BRIEF
Gather every line from the entries below that includes "InvalidIdentifier".

LISTED RECORDS
════════════════════

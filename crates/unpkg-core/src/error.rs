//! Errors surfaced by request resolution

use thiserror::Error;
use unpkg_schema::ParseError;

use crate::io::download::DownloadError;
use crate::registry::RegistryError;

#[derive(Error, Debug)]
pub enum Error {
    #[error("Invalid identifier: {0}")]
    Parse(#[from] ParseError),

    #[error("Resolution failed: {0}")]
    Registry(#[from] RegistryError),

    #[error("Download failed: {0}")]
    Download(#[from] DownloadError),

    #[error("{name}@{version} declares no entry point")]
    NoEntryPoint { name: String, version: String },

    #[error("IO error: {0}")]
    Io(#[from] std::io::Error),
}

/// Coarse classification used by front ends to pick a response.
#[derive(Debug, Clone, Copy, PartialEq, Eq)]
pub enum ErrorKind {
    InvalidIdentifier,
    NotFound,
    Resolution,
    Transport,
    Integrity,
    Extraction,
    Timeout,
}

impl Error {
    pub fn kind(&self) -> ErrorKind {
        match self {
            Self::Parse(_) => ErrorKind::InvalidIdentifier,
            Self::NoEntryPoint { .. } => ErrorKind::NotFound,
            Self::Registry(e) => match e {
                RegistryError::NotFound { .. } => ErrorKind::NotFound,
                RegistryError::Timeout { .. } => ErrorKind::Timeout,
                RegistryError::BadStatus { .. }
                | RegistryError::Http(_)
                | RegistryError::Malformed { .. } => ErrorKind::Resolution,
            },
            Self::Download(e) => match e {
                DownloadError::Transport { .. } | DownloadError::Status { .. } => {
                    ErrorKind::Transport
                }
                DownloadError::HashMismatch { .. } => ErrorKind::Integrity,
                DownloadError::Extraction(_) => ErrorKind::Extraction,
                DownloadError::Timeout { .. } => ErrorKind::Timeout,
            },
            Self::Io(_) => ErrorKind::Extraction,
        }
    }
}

════════════════════

SOLVED PROBLEM
    InvalidIdentifier,
            Self::Parse(_) => ErrorKind::InvalidIdentifier,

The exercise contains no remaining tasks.